DIRECTIONS FOR THIS TASK
Copy each line of the listing where the word "only" can be found.

----------------

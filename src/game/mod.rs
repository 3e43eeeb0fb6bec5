//! # Game Module
//!
//! Board storage, pieces, phase logic and the central game state.
//!
//! - [`board`]: the terrain grid and its placement, line and hazard passes
//! - [`piece`]: falling piece shapes and rotation
//! - [`building`]: the falling-piece loop of the Building Phase
//! - [`adventure`]: player, enemies and treasures of the Adventure Phase
//! - [`state`]: the two-phase state machine tying it together

pub mod adventure;
pub mod board;
pub mod building;
pub mod entities;
pub mod events;
pub mod piece;
pub mod state;
pub mod terrain;

pub use adventure::*;
pub use board::*;
pub use building::*;
pub use entities::*;
pub use events::*;
pub use piece::*;
pub use state::*;
pub use terrain::*;

use serde::{Deserialize, Serialize};
use uuid::Uuid;

/// Represents a grid cell coordinate, (0, 0) at the top-left.
///
/// # Examples
///
/// ```
/// use terrablocks::Position;
///
/// let pos = Position::new(3, 2);
/// assert_eq!(pos.x, 3);
/// assert_eq!(pos.y, 2);
///
/// let neighbors = pos.cardinal_adjacent_positions();
/// assert_eq!(neighbors.len(), 4);
/// ```
#[derive(Debug, Clone, Copy, PartialEq, Eq, Hash, Serialize, Deserialize)]
pub struct Position {
    pub x: i32,
    pub y: i32,
}

impl Position {
    /// Creates a new position with the given coordinates.
    pub fn new(x: i32, y: i32) -> Self {
        Self { x, y }
    }

    /// Returns the origin position (0, 0).
    pub fn origin() -> Self {
        Self::new(0, 0)
    }

    /// Returns the 4 cardinal neighbors in flood-fill order: right, left, down, up.
    pub fn cardinal_adjacent_positions(self) -> [Position; 4] {
        [
            Position::new(self.x + 1, self.y),
            Position::new(self.x - 1, self.y),
            Position::new(self.x, self.y + 1),
            Position::new(self.x, self.y - 1),
        ]
    }

    /// Returns the position one step away in the given direction.
    pub fn step(self, direction: Direction) -> Position {
        self + direction.to_delta()
    }
}

impl std::ops::Add for Position {
    type Output = Self;

    fn add(self, other: Self) -> Self {
        Self::new(self.x + other.x, self.y + other.y)
    }
}

/// Cardinal directions for piece translation and player movement.
#[derive(Debug, Clone, Copy, PartialEq, Eq, Hash, Serialize, Deserialize)]
pub enum Direction {
    North,
    South,
    East,
    West,
}

impl Direction {
    /// Converts a direction to a position delta.
    ///
    /// # Examples
    ///
    /// ```
    /// use terrablocks::{Direction, Position};
    ///
    /// let delta = Direction::North.to_delta();
    /// assert_eq!(delta, Position::new(0, -1));
    /// ```
    pub fn to_delta(self) -> Position {
        match self {
            Direction::North => Position::new(0, -1),
            Direction::South => Position::new(0, 1),
            Direction::East => Position::new(1, 0),
            Direction::West => Position::new(-1, 0),
        }
    }
}

/// Unique identifier for game entities.
pub type EntityId = Uuid;

/// Creates a new unique entity ID.
pub fn new_entity_id() -> EntityId {
    Uuid::new_v4()
}
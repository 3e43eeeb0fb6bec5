//! # Terrablocks
//!
//! A falling-block terrain builder followed by a small grid adventure.
//!
//! ## Architecture Overview
//!
//! A run has two phases that share one owned [`Board`]:
//!
//! - **Building Phase**: falling pieces stamp Forest, Mountain and Water into the
//!   grid. Completed rows turn into Path, and small sealed pockets of empty cells
//!   are reclassified as Hazard after every placement.
//! - **Adventure Phase**: the finished grid is frozen. The player spawns on the top
//!   row, every Hazard cell spawns an enemy, and treasures are scattered on Path.
//!
//! The board algorithms live in [`game::board`] and [`game::piece`]. Everything
//! random takes an explicit RNG so runs are reproducible from a seed.
//!
//! Rendering and input are thin adapters around macroquad. The [`Renderer`] trait
//! is the only surface the game state draws through, which lets the same frame be
//! rendered to a window or to an ASCII buffer.

pub mod game;
pub mod generation;
pub mod input;
pub mod rendering;
pub mod scenes;

// Core module re-exports
pub use game::*;
pub use generation::*;
pub use input::*;
pub use rendering::*;

/// Core error type for the Terrablocks engine.
///
/// The board itself never fails: out-of-bounds access and invalid moves degrade to
/// `None` or `false`. Errors only come from the edges (config files, snapshots,
/// setup).
#[derive(thiserror::Error, Debug)]
pub enum TerraError {
    /// I/O operation failed
    #[error("I/O error: {0}")]
    Io(#[from] std::io::Error),

    /// Serialization/deserialization error
    #[error("Serialization error: {0}")]
    Serde(#[from] serde_json::Error),

    /// Configuration values are out of range
    #[error("Invalid configuration: {0}")]
    InvalidConfig(String),

    /// Game state is invalid
    #[error("Invalid game state: {0}")]
    InvalidState(String),
}

/// Result type used throughout the Terrablocks codebase.
pub type TerraResult<T> = Result<T, TerraError>;

/// Version information for the game.
pub const VERSION: &str = env!("CARGO_PKG_VERSION");

/// Game configuration constants.
///
/// These are the defaults behind [`GenerationConfig::new`].
pub mod config {
    /// Default board width in cells
    pub const DEFAULT_BOARD_WIDTH: u32 = 10;

    /// Default board height in cells
    pub const DEFAULT_BOARD_HEIGHT: u32 = 15;

    /// Empty components up to this size become Hazard
    pub const HAZARD_MAX_COMPONENT_SIZE: usize = 3;

    /// Chance for each Path cell to host a treasure
    pub const TREASURE_CHANCE: f64 = 0.3;

    /// Score value of a single treasure
    pub const TREASURE_VALUE: u32 = 10;

    /// Chance for a Path cell in the bottom band to become a SafeHaven
    pub const SAFE_HAVEN_CHANCE: f64 = 0.2;

    /// Number of bottom rows eligible for SafeHaven marking
    pub const SAFE_HAVEN_ROWS: u32 = 3;

    /// Chance that an enemy tries the X axis first
    pub const ENEMY_X_BIAS: f64 = 0.7;

    /// Delay between a player move and the enemy response
    pub const ENEMY_MOVE_DELAY_MS: u64 = 300;

    /// Interval between gravity steps in the building phase
    pub const GRAVITY_INTERVAL_MS: u64 = 800;

    /// Rows at the top of the board used for the fallback player spawn
    pub const SPAWN_FALLBACK_ROWS: u32 = 3;

    /// Random samples tried before the fallback spawn scans deterministically
    pub const SPAWN_FALLBACK_ATTEMPTS: u32 = 100;

    /// Starting player health
    pub const DEFAULT_PLAYER_HEALTH: u32 = 3;
}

----------------

FINAL ANSWER
//! is the only surface the game state draws through, which lets the same frame be
/// `None` or `false`. Errors only come from the edges (config files, snapshots,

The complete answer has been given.